_Your assignment_. Pull out every line below holding the word "AAAAop".

** Opening Extracted material block **

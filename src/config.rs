use std::path::{Path, PathBuf};
use std::sync::RwLock;

use anyhow::{Context, Result};
use serde::{Deserialize, Deserializer, Serialize};
use tracing::{error, info};

use crate::auth::permission::Permission;
use crate::store::{JsonStore, StoreError};

// ---------------------------------------------------------------------------
// File layout
// ---------------------------------------------------------------------------

pub const USERS_FILE: &str = "users.json";
pub const CONFIG_FILE: &str = "config.json";
pub const LOG_FILE: &str = "logs.jsonl";
/// Name of the per-repository state directory inside the bare repo.
pub const STATE_DIR: &str = ".gitport";

/// Locations of everything gitport keeps on disk for one served repository.
#[derive(Debug, Clone)]
pub struct StatePaths {
    /// Directory holding all served bare repos (`<config_dir>/gitport`).
    pub base_dir: PathBuf,
    /// Bare repository name, always ending in `.git`.
    pub repo_name: String,
    /// `<base_dir>/<repo_name>`.
    pub bare_repo: PathBuf,
    /// `<bare_repo>/.gitport`.
    pub state_dir: PathBuf,
}

impl StatePaths {
    /// Paths for serving the working tree at `worktree`, rooted under the
    /// user's config directory.
    pub fn for_worktree(worktree: &Path) -> Result<Self> {
        let config_dir = dirs::config_dir().context("could not determine user config directory")?;
        Self::with_base(config_dir.join("gitport"), worktree)
    }

    pub fn with_base(base_dir: PathBuf, worktree: &Path) -> Result<Self> {
        let stem = worktree
            .file_name()
            .with_context(|| format!("cannot derive repository name from {}", worktree.display()))?
            .to_string_lossy();
        let repo_name = format!("{stem}.git");
        let bare_repo = base_dir.join(&repo_name);
        let state_dir = bare_repo.join(STATE_DIR);
        Ok(Self {
            base_dir,
            repo_name,
            bare_repo,
            state_dir,
        })
    }

    pub fn users_file(&self) -> PathBuf {
        self.state_dir.join(USERS_FILE)
    }

    pub fn config_file(&self) -> PathBuf {
        self.state_dir.join(CONFIG_FILE)
    }

    pub fn log_file(&self) -> PathBuf {
        self.state_dir.join(LOG_FILE)
    }

    pub fn host_key(&self) -> PathBuf {
        self.state_dir.join("ssh").join("host_ed25519")
    }
}

// ---------------------------------------------------------------------------
// Global config
// ---------------------------------------------------------------------------

/// Server-wide admission policy, persisted as `config.json`.
#[derive(Debug, Clone, PartialEq, Eq, Serialize, Deserialize)]
pub struct GlobalConfig {
    /// Whether unknown keys are registered as guests on first contact.
    pub public: bool,
    /// Permission given to auto-registered guests.  `None` when the field is
    /// absent, `null` or empty.
    #[serde(
        default,
        deserialize_with = "deserialize_default_perm",
        serialize_with = "serialize_default_perm"
    )]
    pub default_perm: Option<Permission>,
}

impl Default for GlobalConfig {
    fn default() -> Self {
        Self {
            public: false,
            default_perm: Some(Permission::None),
        }
    }
}

impl GlobalConfig {
    /// Permission for a new guest.  A missing or unrecognized value falls
    /// back to `none`.
    pub fn guest_permission(&self) -> Permission {
        match &self.default_perm {
            Some(p) if p.is_known() => p.clone(),
            Some(p) => {
                error!(file = CONFIG_FILE, value = %p, "unrecognized default permission, using none");
                Permission::None
            }
            None => {
                error!(file = CONFIG_FILE, "no default permission configured, using none");
                Permission::None
            }
        }
    }
}

fn deserialize_default_perm<'de, D>(d: D) -> Result<Option<Permission>, D::Error>
where
    D: Deserializer<'de>,
{
    let raw: Option<String> = Option::deserialize(d)?;
    Ok(raw.filter(|s| !s.is_empty()).map(Permission::from))
}

fn serialize_default_perm<S>(value: &Option<Permission>, s: S) -> Result<S::Ok, S::Error>
where
    S: serde::Serializer,
{
    s.serialize_str(value.as_ref().map(Permission::as_str).unwrap_or(""))
}

// ---------------------------------------------------------------------------
// Shared handle
// ---------------------------------------------------------------------------

/// Lock-guarded, disk-backed [`GlobalConfig`].
#[derive(Debug)]
pub struct ConfigHandle {
    path: PathBuf,
    store: JsonStore,
    inner: RwLock<GlobalConfig>,
}

impl ConfigHandle {
    /// Load from `path`.  A missing file yields the private default; a
    /// malformed one is an error.
    pub fn load(path: PathBuf, store: JsonStore) -> Result<Self, StoreError> {
        let config: GlobalConfig = store.load(&path)?;
        info!(
            public = config.public,
            default_perm = ?config.default_perm,
            "config loaded"
        );
        Ok(Self {
            path,
            store,
            inner: RwLock::new(config),
        })
    }

    pub fn exists(&self) -> bool {
        self.path.is_file()
    }

    pub fn get(&self) -> GlobalConfig {
        self.inner.read().unwrap_or_else(|e| e.into_inner()).clone()
    }

    pub fn is_public(&self) -> bool {
        self.inner.read().unwrap_or_else(|e| e.into_inner()).public
    }

    /// Apply `f` and persist while holding the write lock.  The in-memory value
    /// is kept even when the write fails.
    pub fn update<F>(&self, f: F) -> Result<GlobalConfig, StoreError>
    where
        F: FnOnce(&mut GlobalConfig),
    {
        let mut guard = self.inner.write().unwrap_or_else(|e| e.into_inner());
        f(&mut guard);
        let snapshot = guard.clone();
        self.store.save(&self.path, &snapshot)?;
        drop(guard);
        info!(
            public = snapshot.public,
            default_perm = ?snapshot.default_perm,
            "config updated"
        );
        Ok(snapshot)
    }

    pub fn set(&self, config: GlobalConfig) -> Result<(), StoreError> {
        self.update(|c| *c = config).map(|_| ())
    }

    /// Re-read the file and replace the in-memory value wholesale.  The file
    /// is read under the write lock so an `update` cannot land between the
    /// read and the swap; a parse failure leaves the current value untouched.
    pub fn reload(&self) -> Result<(), StoreError> {
        let mut guard = self.inner.write().unwrap_or_else(|e| e.into_inner());
        let fresh: GlobalConfig = self.store.load(&self.path)?;
        *guard = fresh.clone();
        drop(guard);
        info!(
            public = fresh.public,
            default_perm = ?fresh.default_perm,
            "config refreshed from disk"
        );
        Ok(())
    }
}

#[cfg(test)]
mod tests {
    use std::sync::Arc;

    use super::*;
    use crate::store::SelfWrites;

    fn store() -> JsonStore {
        JsonStore::new(Arc::new(SelfWrites::new()))
    }

    #[test]
    fn parses_config_file_layout() {
        let c: GlobalConfig =
            serde_json::from_str(r#"{"public": true, "default_perm": "read"}"#).unwrap();
        assert!(c.public);
        assert_eq!(c.default_perm, Some(Permission::Read));
    }

    #[test]
    fn empty_default_perm_is_unset() {
        let c: GlobalConfig = serde_json::from_str(r#"{"public": true, "default_perm": ""}"#).unwrap();
        assert_eq!(c.default_perm, None);
        assert_eq!(c.guest_permission(), Permission::None);

        let c: GlobalConfig = serde_json::from_str(r#"{"public": true}"#).unwrap();
        assert_eq!(c.default_perm, None);
    }

    #[test]
    fn missing_public_is_an_error() {
        assert!(serde_json::from_str::<GlobalConfig>(r#"{"default_perm": "read"}"#).is_err());
    }

    #[test]
    fn garbage_default_perm_fails_closed() {
        let c: GlobalConfig =
            serde_json::from_str(r#"{"public": true, "default_perm": "owner"}"#).unwrap();
        assert_eq!(c.guest_permission(), Permission::None);
    }

    #[test]
    fn state_paths_layout() {
        let paths = StatePaths::with_base(PathBuf::from("/cfg/gitport"), Path::new("/src/widgets"))
            .unwrap();
        assert_eq!(paths.repo_name, "widgets.git");
        assert_eq!(paths.bare_repo, PathBuf::from("/cfg/gitport/widgets.git"));
        assert_eq!(
            paths.users_file(),
            PathBuf::from("/cfg/gitport/widgets.git/.gitport/users.json")
        );
        assert_eq!(
            paths.config_file(),
            PathBuf::from("/cfg/gitport/widgets.git/.gitport/config.json")
        );
    }

    #[test]
    fn handle_missing_file_is_private() {
        let tmp = tempfile::tempdir().unwrap();
        let handle = ConfigHandle::load(tmp.path().join(CONFIG_FILE), store()).unwrap();
        assert!(!handle.is_public());
        assert!(!handle.exists());
    }

    #[test]
    fn update_persists_and_reload_replaces() {
        let tmp = tempfile::tempdir().unwrap();
        let path = tmp.path().join(CONFIG_FILE);
        let handle = ConfigHandle::load(path.clone(), store()).unwrap();

        handle.update(|c| c.public = true).unwrap();
        let on_disk: GlobalConfig =
            serde_json::from_str(&std::fs::read_to_string(&path).unwrap()).unwrap();
        assert!(on_disk.public);

        std::fs::write(&path, r#"{"public": false, "default_perm": "write"}"#).unwrap();
        handle.reload().unwrap();
        let c = handle.get();
        assert!(!c.public);
        assert_eq!(c.default_perm, Some(Permission::Write));
    }

    #[test]
    fn unknown_default_perm_survives_unrelated_update() {
        let tmp = tempfile::tempdir().unwrap();
        let path = tmp.path().join(CONFIG_FILE);
        std::fs::write(&path, r#"{"public": false, "default_perm": "owner"}"#).unwrap();
        let handle = ConfigHandle::load(path.clone(), store()).unwrap();

        handle.update(|c| c.public = true).unwrap();
        let text = std::fs::read_to_string(&path).unwrap();
        assert!(text.contains(r#""default_perm": "owner""#), "{text}");
        assert_eq!(handle.get().guest_permission(), Permission::None);
    }

    #[test]
    fn reload_of_malformed_file_keeps_value() {
        let tmp = tempfile::tempdir().unwrap();
        let path = tmp.path().join(CONFIG_FILE);
        let handle = ConfigHandle::load(path.clone(), store()).unwrap();
        handle.update(|c| c.public = true).unwrap();

        std::fs::write(&path, "{ nope").unwrap();
        assert!(handle.reload().is_err());
        assert!(handle.is_public());
        handle.update(|c| c.public = false).unwrap();
        assert!(!handle.is_public());
    }

    #[test]
    fn failed_save_keeps_memory() {
        let tmp = tempfile::tempdir().unwrap();
        let path = tmp.path().join("missing").join(CONFIG_FILE);
        let handle = ConfigHandle::load(path, store()).unwrap();
        assert!(handle.update(|c| c.public = true).is_err());
        assert!(handle.is_public());
    }
}
#[cfg(test)]
mod tests {
    use std::sync::Arc;

    use super::*;
    use crate::auth::fingerprint::tests::{ed25519_blob, ed25519_line};
    use crate::store::SelfWrites;

    fn fp(seed: u8) -> Fingerprint {
        Fingerprint::from_key_blob(&ed25519_blob(seed)).unwrap()
    }

    fn registry(dir: &Path) -> UserRegistry {
        let store = JsonStore::new(Arc::new(SelfWrites::new()));
        UserRegistry::load(dir.join("users.json"), store).unwrap()
    }

    #[test]
    fn missing_file_is_empty_registry() {
        let tmp = tempfile::tempdir().unwrap();
        let reg = registry(tmp.path());
        assert!(reg.is_empty());
        assert!(!reg.has_admin());
    }

    #[test]
    fn malformed_file_fails_load() {
        let tmp = tempfile::tempdir().unwrap();
        std::fs::write(tmp.path().join("users.json"), "[1, 2").unwrap();
        let store = JsonStore::new(Arc::new(SelfWrites::new()));
        assert!(UserRegistry::load(tmp.path().join("users.json"), store).is_err());
    }

    #[test]
    fn reads_users_file_format() {
        let tmp = tempfile::tempdir().unwrap();
        let key = fp(1);
        let body = format!(
            r#"{{ "{key}": {{ "name": "bob@10.0.0.2:5555", "perm": "write" }},
                 "ssh-rsa AAAAjunk": {{ "name": "eve", "perm": "root" }} }}"#
        );
        std::fs::write(tmp.path().join("users.json"), body).unwrap();
        let reg = registry(tmp.path());
        assert_eq!(reg.get(&key).unwrap().perm, Permission::Write);
        let eve = reg.get(&Fingerprint::from("ssh-rsa AAAAjunk".to_string())).unwrap();
        assert_eq!(eve.perm, Permission::Unknown("root".to_string()));
        assert_eq!(eve.perm.access(), crate::auth::AccessLevel::NoAccess);
    }

    #[test]
    fn unknown_perm_survives_unrelated_upsert() {
        let tmp = tempfile::tempdir().unwrap();
        let path = tmp.path().join("users.json");
        std::fs::write(
            &path,
            r#"{"ssh-rsa AAAAop": {"name": "ops", "perm": "Admin"}}"#,
        )
        .unwrap();
        let reg = registry(tmp.path());
        reg.upsert(fp(1), User::new("alice", Permission::Read)).unwrap();

        let on_disk: serde_json::Value =
            serde_json::from_str(&std::fs::read_to_string(&path).unwrap()).unwrap();
        assert_eq!(on_disk["ssh-rsa AAAAop"]["perm"], "Admin");
        assert_eq!(on_disk[fp(1).to_string().as_str()]["perm"], "read");
        assert!(!reg.has_admin());
    }

    #[test]
    fn upsert_persists_and_get_reads_back() {
        let tmp = tempfile::tempdir().unwrap();
        let reg = registry(tmp.path());
        reg.upsert(fp(1), User::new("alice", Permission::Read)).unwrap();
        assert_eq!(reg.get(&fp(1)), Some(User::new("alice", Permission::Read)));

        let again = registry(tmp.path());
        assert_eq!(again.get(&fp(1)), Some(User::new("alice", Permission::Read)));
    }

    #[test]
    fn delete_removes_entry() {
        let tmp = tempfile::tempdir().unwrap();
        let reg = registry(tmp.path());
        reg.upsert(fp(1), User::new("alice", Permission::Read)).unwrap();
        let removed = reg.delete(&fp(1)).unwrap();
        assert_eq!(removed.map(|u| u.name), Some("alice".to_string()));
        assert!(reg.get(&fp(1)).is_none());
        assert!(reg.delete(&fp(1)).unwrap().is_none());
        assert!(registry(tmp.path()).is_empty());
    }

    #[test]
    fn snapshot_is_detached_from_live_map() {
        let tmp = tempfile::tempdir().unwrap();
        let reg = registry(tmp.path());
        reg.upsert(fp(1), User::new("a", Permission::Read)).unwrap();
        let snap = reg.get_all();
        reg.upsert(fp(2), User::new("b", Permission::Read)).unwrap();
        assert_eq!(snap.len(), 1);
        assert_eq!(reg.len(), 2);
    }

    #[test]
    fn save_load_save_is_idempotent() {
        let tmp = tempfile::tempdir().unwrap();
        let reg = registry(tmp.path());
        reg.upsert(fp(3), User::new("c", Permission::Admin)).unwrap();
        reg.upsert(fp(1), User::new("a", Permission::Read)).unwrap();
        let path = tmp.path().join("users.json");
        let first = std::fs::read(&path).unwrap();

        let reloaded = registry(tmp.path());
        reloaded.upsert(fp(1), User::new("a", Permission::Read)).unwrap();
        let second = std::fs::read(&path).unwrap();
        assert_eq!(first, second);
    }

    #[test]
    fn register_if_absent_does_not_overwrite() {
        let tmp = tempfile::tempdir().unwrap();
        let reg = registry(tmp.path());
        assert_eq!(
            reg.register_if_absent(fp(1), User::new("first", Permission::Read)).unwrap(),
            Registration::Created
        );
        assert_eq!(
            reg.register_if_absent(fp(1), User::new("second", Permission::Write)).unwrap(),
            Registration::Existing(User::new("first", Permission::Read))
        );
        assert_eq!(reg.get(&fp(1)).unwrap().name, "first");
    }

    #[test]
    fn concurrent_registrations_keep_every_key() {
        let tmp = tempfile::tempdir().unwrap();
        let reg = Arc::new(registry(tmp.path()));
        let handles: Vec<_> = (0..16u8)
            .map(|i| {
                let reg = Arc::clone(&reg);
                std::thread::spawn(move || {
                    // Two threads per key race on the same fingerprint.
                    reg.register_if_absent(fp(i / 2), User::new(format!("u{i}"), Permission::Read))
                        .unwrap()
                })
            })
            .collect();
        let created = handles
            .into_iter()
            .map(|h| h.join().unwrap())
            .filter(|r| *r == Registration::Created)
            .count();
        assert_eq!(created, 8);
        assert_eq!(reg.len(), 8);
        assert_eq!(registry(tmp.path()).len(), 8);
    }

    #[test]
    fn cycle_permission_wraps() {
        let tmp = tempfile::tempdir().unwrap();
        let reg = registry(tmp.path());
        reg.upsert(fp(1), User::new("root", Permission::Admin)).unwrap();
        let seq: Vec<_> = (0..4)
            .map(|_| reg.cycle_permission(&fp(1)).unwrap().unwrap())
            .collect();
        assert_eq!(
            seq,
            vec![
                Permission::None,
                Permission::Read,
                Permission::Write,
                Permission::Admin
            ]
        );
        assert!(reg.cycle_permission(&fp(9)).unwrap().is_none());
    }

    #[test]
    fn reload_replaces_instead_of_merging() {
        let tmp = tempfile::tempdir().unwrap();
        let reg = registry(tmp.path());
        reg.upsert(fp(1), User::new("a", Permission::Read)).unwrap();
        reg.upsert(fp(2), User::new("b", Permission::Read)).unwrap();

        let mut only_a = Users::new();
        only_a.insert(fp(1), User::new("a", Permission::Read));
        std::fs::write(
            tmp.path().join("users.json"),
            serde_json::to_string(&only_a).unwrap(),
        )
        .unwrap();

        assert_eq!(reg.reload().unwrap(), 1);
        assert_eq!(reg.get_all(), only_a);
    }

    #[test]
    fn reload_of_malformed_file_keeps_state() {
        let tmp = tempfile::tempdir().unwrap();
        let reg = registry(tmp.path());
        reg.upsert(fp(1), User::new("a", Permission::Read)).unwrap();
        std::fs::write(tmp.path().join("users.json"), "{").unwrap();
        assert!(reg.reload().is_err());
        assert_eq!(reg.len(), 1);
    }

    #[test]
    fn reload_racing_upsert_keeps_memory_and_disk_equal() {
        let tmp = tempfile::tempdir().unwrap();
        let path = tmp.path().join("users.json");
        for round in 0..50u8 {
            let reg = Arc::new(registry(tmp.path()));
            reg.replace_all(Users::new());
            reg.upsert(fp(0), User::new("a", Permission::Read)).unwrap();

            let reloader = {
                let reg = Arc::clone(&reg);
                std::thread::spawn(move || reg.reload().unwrap())
            };
            reg.upsert(fp(1 + round % 8), User::new("b", Permission::Write)).unwrap();
            reloader.join().unwrap();

            let on_disk: Users =
                serde_json::from_str(&std::fs::read_to_string(&path).unwrap()).unwrap();
            assert_eq!(reg.get_all(), on_disk, "round {round}");
            assert_eq!(reg.len(), 2, "round {round}");
        }
    }

    // ── Bootstrap ────────────────────────────────────────────────────

    #[test]
    fn host_admin_bootstrap() {
        let tmp = tempfile::tempdir().unwrap();
        let home = tempfile::tempdir().unwrap();
        std::fs::create_dir(home.path().join(".ssh")).unwrap();
        std::fs::write(home.path().join(".ssh/id_ed25519.pub"), ed25519_line(4, "me@host\n")).unwrap();

        let reg = registry(tmp.path());
        let used = reg.ensure_host_admin(home.path()).unwrap();
        assert_eq!(used, Some(home.path().join(".ssh/id_ed25519.pub")));
        assert!(reg.has_admin());

        let admins: Vec<_> = reg
            .get_all()
            .into_iter()
            .filter(|(_, u)| u.name == HOST_ADMIN_NAME && u.perm == Permission::Admin)
            .collect();
        assert_eq!(admins.len(), 1);
        assert_eq!(admins[0].0, fp(4));
    }

    #[test]
    fn host_admin_prefers_ed25519() {
        let tmp = tempfile::tempdir().unwrap();
        let home = tempfile::tempdir().unwrap();
        let ssh = home.path().join(".ssh");
        std::fs::create_dir(&ssh).unwrap();
        std::fs::write(ssh.join("id_rsa.pub"), "ssh-rsa garbage").unwrap();
        std::fs::write(ssh.join("id_ed25519.pub"), ed25519_line(6, "x")).unwrap();

        let reg = registry(tmp.path());
        reg.ensure_host_admin(home.path()).unwrap();
        assert!(reg.get(&fp(6)).is_some());
    }

    #[test]
    fn host_admin_skipped_when_admin_exists() {
        let tmp = tempfile::tempdir().unwrap();
        let home = tempfile::tempdir().unwrap();
        std::fs::create_dir(home.path().join(".ssh")).unwrap();
        std::fs::write(home.path().join(".ssh/id_ed25519.pub"), ed25519_line(4, "x")).unwrap();

        let reg = registry(tmp.path());
        reg.upsert(fp(1), User::new("boss", Permission::Admin)).unwrap();
        assert_eq!(reg.ensure_host_admin(home.path()).unwrap(), None);
        assert_eq!(reg.len(), 1);
    }

    #[test]
    fn host_admin_without_key_is_soft_failure() {
        let tmp = tempfile::tempdir().unwrap();
        let home = tempfile::tempdir().unwrap();
        let reg = registry(tmp.path());
        assert_eq!(reg.ensure_host_admin(home.path()).unwrap(), None);
        assert!(!reg.has_admin());
    }
}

** Closing Extracted material block **

_Task solution_.
            r#"{"ssh-rsa AAAAop": {"name": "ops", "perm": "Admin"}}"#,
        assert_eq!(on_disk["ssh-rsa AAAAop"]["perm"], "Admin");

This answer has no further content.